Closed mazzzystar closed 5 years ago
@mazzzystar I've never tried WaveNet. My work has been around WaveRNN mostly.
You are right that spectrograms created by the current TTS master might not meet the needs of neural vocoders. Maybe the last shared model might have a chance.
If you wait a bit more, I plan to share the model described here soon #26 . It works at least with WaveRNN. That's I can fairly say.
@erogol can't wait to see your achievement.
@erogol
I review the code difference betweenTTS: master
and TTS:dev-taco2
branch, and wonder whether the reason for TTS
melspectrogram failure on Vocoder is because we optimize both the liner_loss
and mel_loss
as code below ?
https://github.com/mozilla/TTS/blob/5acc9db4ac95bb014fa04fdeb473c6d8ad09fb23/train.py#L136-L141
If we only optimize the mel_loss
, could it possible for TTS
to generate high quality melspectrogram ?
And yet there is another issue at the dev-taco2
branch.
https://github.com/mozilla/TTS/blob/cf11b6c23c4ac0aa5e5b394656b3e214311c4d8b/train.py#L126-L132
Here you compute the the L1loss
for decoder_output
and postnet_output
with mel_input
at the same time.

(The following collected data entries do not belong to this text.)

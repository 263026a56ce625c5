use ndarray::{Array1, array};
use std::collections::{HashMap, HashSet};
use std::path::{Path, PathBuf};
use std::sync::Mutex;
use std::sync::atomic::{AtomicUsize, Ordering};
use std::time::Duration;

use placeagg::aggregate::{
    AggregateOptions, IndexedSlots, NoProgress, Pipeline, RunningSum, aggregate,
    aggregate_required, normalize_in_place, pairwise_matrix, run_in_pool,
};
use placeagg::{AggregateError, Incompatibility};

/// In-memory pipeline: a "file" is a tree size plus a value vector.
#[derive(Default)]
struct CountingPipeline {
    files: HashMap<PathBuf, (usize, Vec<f64>)>,
    broken: Vec<PathBuf>,
    loads: AtomicUsize,
    references: AtomicUsize,
    reference_delay: Duration,
}

impl CountingPipeline {
    fn new(files: Vec<(&str, usize, Vec<f64>)>) -> (Self, Vec<PathBuf>) {
        let paths: Vec<PathBuf> = files.iter().map(|(p, _, _)| PathBuf::from(p)).collect();
        let files = files
            .into_iter()
            .map(|(p, size, values)| (PathBuf::from(p), (size, values)))
            .collect();
        (
            CountingPipeline {
                files,
                ..Default::default()
            },
            paths,
        )
    }

    fn loads(&self) -> usize {
        self.loads.load(Ordering::SeqCst)
    }

    fn references(&self) -> usize {
        self.references.load(Ordering::SeqCst)
    }
}

impl Pipeline for CountingPipeline {
    type Sample = (usize, Vec<f64>);
    type Reference = usize;
    type Output = Array1<f64>;

    fn load(&self, path: &Path) -> anyhow::Result<Self::Sample> {
        self.loads.fetch_add(1, Ordering::SeqCst);
        if self.broken.iter().any(|b| b == path) {
            anyhow::bail!("corrupt file");
        }
        self.files
            .get(path)
            .cloned()
            .ok_or_else(|| anyhow::anyhow!("no such file"))
    }

    fn reference(&self, sample: &Self::Sample) -> usize {
        self.references.fetch_add(1, Ordering::SeqCst);
        std::thread::sleep(self.reference_delay);
        sample.0
    }

    fn check_compatible(
        &self,
        sample: &Self::Sample,
        reference: &usize,
    ) -> Result<(), Incompatibility> {
        if sample.0 != *reference {
            return Err(Incompatibility::Size {
                what: "edge",
                expected: *reference,
                found: sample.0,
            });
        }
        Ok(())
    }

    fn transform(&self, sample: &Self::Sample, _reference: &usize) -> Array1<f64> {
        Array1::from_vec(sample.1.clone())
    }
}

fn unit_files(n: usize, dim: usize) -> Vec<(String, usize, Vec<f64>)> {
    (0..n)
        .map(|i| {
            let mut v = vec![0.0; dim];
            v[i % dim] = 1.0 + i as f64 * 0.001;
            (format!("sample_{i}.jplace"), dim, v)
        })
        .collect()
}

fn pipeline_from(files: &[(String, usize, Vec<f64>)]) -> (CountingPipeline, Vec<PathBuf>) {
    CountingPipeline::new(
        files
            .iter()
            .map(|(p, s, v)| (p.as_str(), *s, v.clone()))
            .collect(),
    )
}

fn sum_on(
    paths: &[PathBuf],
    pipeline: &CountingPipeline,
    threads: usize,
) -> Result<Array1<f64>, AggregateError> {
    let done = aggregate(
        paths,
        pipeline,
        RunningSum::new(),
        &AggregateOptions::with_threads(threads),
        &NoProgress,
    )?;
    Ok(done.accumulator.into_inner().unwrap())
}

#[test]
fn reference_is_computed_exactly_once_for_any_worker_count() {
    let files = unit_files(128, 5);
    for threads in [1, 2, 8, 64] {
        let (mut pipeline, paths) = pipeline_from(&files);
        pipeline.reference_delay = Duration::from_millis(10);
        let done = aggregate(
            &paths,
            &pipeline,
            RunningSum::new(),
            &AggregateOptions::with_threads(threads),
            &NoProgress,
        )
        .unwrap();
        assert_eq!(pipeline.references(), 1, "threads={threads}");
        assert_eq!(pipeline.loads(), paths.len(), "threads={threads}");
        assert_eq!(done.reference, Some(5));
    }
}

#[test]
fn running_sum_is_independent_of_input_order() {
    let mut files = unit_files(40, 7);
    let (pipeline, paths) = pipeline_from(&files);
    let expected = sum_on(&paths, &pipeline, 1).unwrap();

    // a few deterministic permutations, on several pool sizes
    for (round, threads) in [2usize, 8, 64].into_iter().enumerate() {
        files.reverse();
        files.rotate_left(round * 7 + 3);
        let (pipeline, paths) = pipeline_from(&files);
        let got = sum_on(&paths, &pipeline, threads).unwrap();
        for (a, b) in expected.iter().zip(got.iter()) {
            assert!((a - b).abs() < 1e-9, "threads={threads}: {a} vs {b}");
        }
    }
}

#[test]
fn three_unit_vectors_sum_and_normalize() {
    let (pipeline, paths) = CountingPipeline::new(vec![
        ("a.jplace", 3, vec![1.0, 0.0, 0.0]),
        ("b.jplace", 3, vec![0.0, 1.0, 0.0]),
        ("c.jplace", 3, vec![0.0, 0.0, 1.0]),
    ]);
    let mut total = sum_on(&paths, &pipeline, 3).unwrap();
    assert_eq!(total, array![1.0, 1.0, 1.0]);

    normalize_in_place(&mut total);
    for v in total.iter() {
        assert!((v - 1.0 / 3.0).abs() < 1e-12);
    }
}

#[test]
fn indexed_results_give_symmetric_euclidean_matrix() {
    let hist = vec![
        vec![1.0, 0.0, 0.0, 0.0],
        vec![0.5, 0.5, 0.0, 0.0],
        vec![0.0, 0.0, 1.0, 0.0],
        vec![0.25, 0.25, 0.25, 0.25],
    ];
    let (pipeline, paths) = CountingPipeline::new(
        vec!["h0", "h1", "h2", "h3"]
            .into_iter()
            .zip(hist.iter().cloned())
            .map(|(p, v)| (p, 4, v))
            .collect(),
    );

    let done = aggregate(
        &paths,
        &pipeline,
        IndexedSlots::new(paths.len()),
        &AggregateOptions::with_threads(4),
        &NoProgress,
    )
    .unwrap();
    let results = done.accumulator.into_vec().unwrap();
    // slots follow input order, not completion order
    for (r, h) in results.iter().zip(&hist) {
        assert_eq!(r.to_vec(), *h);
    }

    let euclid = |a: &Array1<f64>, b: &Array1<f64>| {
        a.iter()
            .zip(b.iter())
            .map(|(x, y)| (x - y).powi(2))
            .sum::<f64>()
            .sqrt()
    };
    let m = pairwise_matrix(&results, euclid);
    assert_eq!(m.dim(), (4, 4));
    for i in 0..4 {
        assert_eq!(m[(i, i)], 0.0);
        for j in 0..4 {
            assert_eq!(m[(i, j)], m[(j, i)]);
        }
    }
    let direct = ((1.0f64 - 0.5).powi(2) + 0.5f64.powi(2)).sqrt();
    assert!((m[(0, 1)] - direct).abs() < 1e-12);
}

#[test]
fn reduction_stays_on_the_bounded_pool() {
    let files = unit_files(12, 3);
    let (pipeline, paths) = pipeline_from(&files);
    let options = AggregateOptions::with_threads(1);
    let done = aggregate(
        &paths,
        &pipeline,
        IndexedSlots::new(paths.len()),
        &options,
        &NoProgress,
    )
    .unwrap();
    let results = done.accumulator.into_vec().unwrap();

    let threads = Mutex::new(HashSet::new());
    let names = Mutex::new(HashSet::new());
    let m = run_in_pool(&options, || {
        pairwise_matrix(&results, |a: &Array1<f64>, b: &Array1<f64>| {
            let current = std::thread::current();
            threads.lock().unwrap().insert(current.id());
            names
                .lock()
                .unwrap()
                .insert(current.name().unwrap_or_default().to_string());
            (a - b).sum().abs()
        })
    })
    .unwrap();

    assert_eq!(m.dim(), (12, 12));
    assert_eq!(threads.into_inner().unwrap().len(), 1);
    let names = names.into_inner().unwrap();
    assert!(
        names.iter().all(|n| n.starts_with("placeagg-pool-")),
        "{names:?}"
    );
}

#[test]
fn mismatching_file_is_reported_and_nothing_is_returned() {
    let mut files = unit_files(12, 4);
    files[7].1 = 6;
    files[7].2 = vec![0.0; 6];
    let (pipeline, paths) = pipeline_from(&files);
    // a single worker walks the inputs in order, so sample_0 defines the reference
    let err = sum_on(&paths, &pipeline, 1).unwrap_err();
    match err {
        AggregateError::Incompatible { path, reason } => {
            assert_eq!(path, PathBuf::from("sample_7.jplace"));
            assert!(matches!(
                reason,
                Incompatibility::Size {
                    expected: 4,
                    found: 6,
                    ..
                }
            ));
        }
        other => panic!("unexpected error: {other}"),
    }
    assert_eq!(pipeline.references(), 1);
}

#[test]
fn mismatch_fails_the_whole_batch_on_many_workers() {
    let mut files = unit_files(64, 4);
    files[33].1 = 6;
    files[33].2 = vec![0.0; 6];
    let (pipeline, paths) = pipeline_from(&files);
    // whichever file sets the reference, some other file disagrees with it
    let err = sum_on(&paths, &pipeline, 8).unwrap_err();
    assert!(matches!(err, AggregateError::Incompatible { .. }));
    assert_eq!(pipeline.references(), 1);
}

#[test]
fn empty_input_never_touches_the_loader() {
    let (pipeline, _) = CountingPipeline::new(vec![("a", 1, vec![1.0])]);
    let options = AggregateOptions::default();
    let err = aggregate_required(1, &[], &pipeline, RunningSum::new(), &options, &NoProgress)
        .unwrap_err();
    assert!(matches!(err, AggregateError::EmptyInput { required: 1 }));
    assert_eq!(pipeline.loads(), 0);

    // the bare dispatcher hands back the empty aggregate instead
    let done = aggregate(&[], &pipeline, RunningSum::new(), &options, &NoProgress).unwrap();
    assert!(done.reference.is_none());
    assert!(done.accumulator.into_inner().is_none());
    assert_eq!(pipeline.loads(), 0);
    assert_eq!(pipeline.references(), 0);
}

#[test]
fn load_failure_stops_dispatch_on_a_single_worker() {
    let files = unit_files(20, 3);
    let (mut pipeline, paths) = pipeline_from(&files);
    pipeline.broken.push(paths[0].clone());
    let err = sum_on(&paths, &pipeline, 1).unwrap_err();
    assert_eq!(err.path(), Some(paths[0].as_path()));
    assert!(matches!(err, AggregateError::Load { .. }));
    assert_eq!(pipeline.loads(), 1);
}

#[test]
fn only_one_error_survives_when_every_file_fails() {
    let files = unit_files(32, 3);
    let (mut pipeline, paths) = pipeline_from(&files);
    pipeline.broken = paths.clone();
    let err = sum_on(&paths, &pipeline, 8).unwrap_err();
    let path = err.path().unwrap().to_path_buf();
    assert!(paths.contains(&path));
}

#[test]
fn progress_sees_every_file_once() {
    let files = unit_files(25, 2);
    let (pipeline, paths) = pipeline_from(&files);
    let seen = Mutex::new(Vec::new());
    let progress = |done: usize, total: usize, path: &Path| {
        assert_eq!(total, 25);
        seen.lock().unwrap().push((done, path.to_path_buf()));
    };
    aggregate(
        &paths,
        &pipeline,
        RunningSum::new(),
        &AggregateOptions::with_threads(4),
        &progress,
    )
    .unwrap();

    let mut seen = seen.into_inner().unwrap();
    seen.sort();
    let counts: Vec<usize> = seen.iter().map(|(d, _)| *d).collect();
    assert_eq!(counts, (1..=25).collect::<Vec<_>>());
    let mut files_seen: Vec<PathBuf> = seen.into_iter().map(|(_, p)| p).collect();
    files_seen.sort();
    let mut expected = paths.clone();
    expected.sort();
    assert_eq!(files_seen, expected);
}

Can you explain about why ? As in my cognition:
(1) decoder_output, stop_tokens, alignments = self.decoder(encoder_outputs, mel_specs, mask)
(2) postnet_output = self.postnet(decoder_output)
(3) postnet_output = decoder_output + postnet_output
So if we try to minimize the L1loss(decoder_output, mel_input)
and L1loss(postnet_out, mel_input)
at the same time, then code in line(2) should output as close as posible to 0
.
@mazzzystar I've tried once to optimize Tacotron for only mel-spectrogram and couldn't get good results. But maybe there is a space to investigate more.
@mazzzystar Why do you think line 2 should output 0? My feeling is that postnet tries to learn fine-grain information that is missing right after the decoder. And if you compare these two outputs, you also see that there is an important loss difference between postnet_output and decoder_output in the inference time.
The reason I think that is, you calculate the loss on 2 different output with the same ground-truth. It's reasonable for me to compare only the postnet
output(code line(3)) with the true melspectrogram, and backward the loss to update the whole encoder
, decoder
and postnet
.
That is to say, if you already know that the output from decoder
is imperfect, and it will optimized it in postnet
, then why you want L1loss(mel_input, decoder_output)
to be as near as 0
?
@mazzzystar for Tacotron the reason was that, linear output has too much redundancy and so it prevents decoder to learn reduments. Therefore it uses mel-spectrograms as decoder output. Then the postnet only needs to learn projecting mel-spec to linear which is possibly an easier task to learn. Also you can change the postnet as some point with a better alternative as you keep the rest the same.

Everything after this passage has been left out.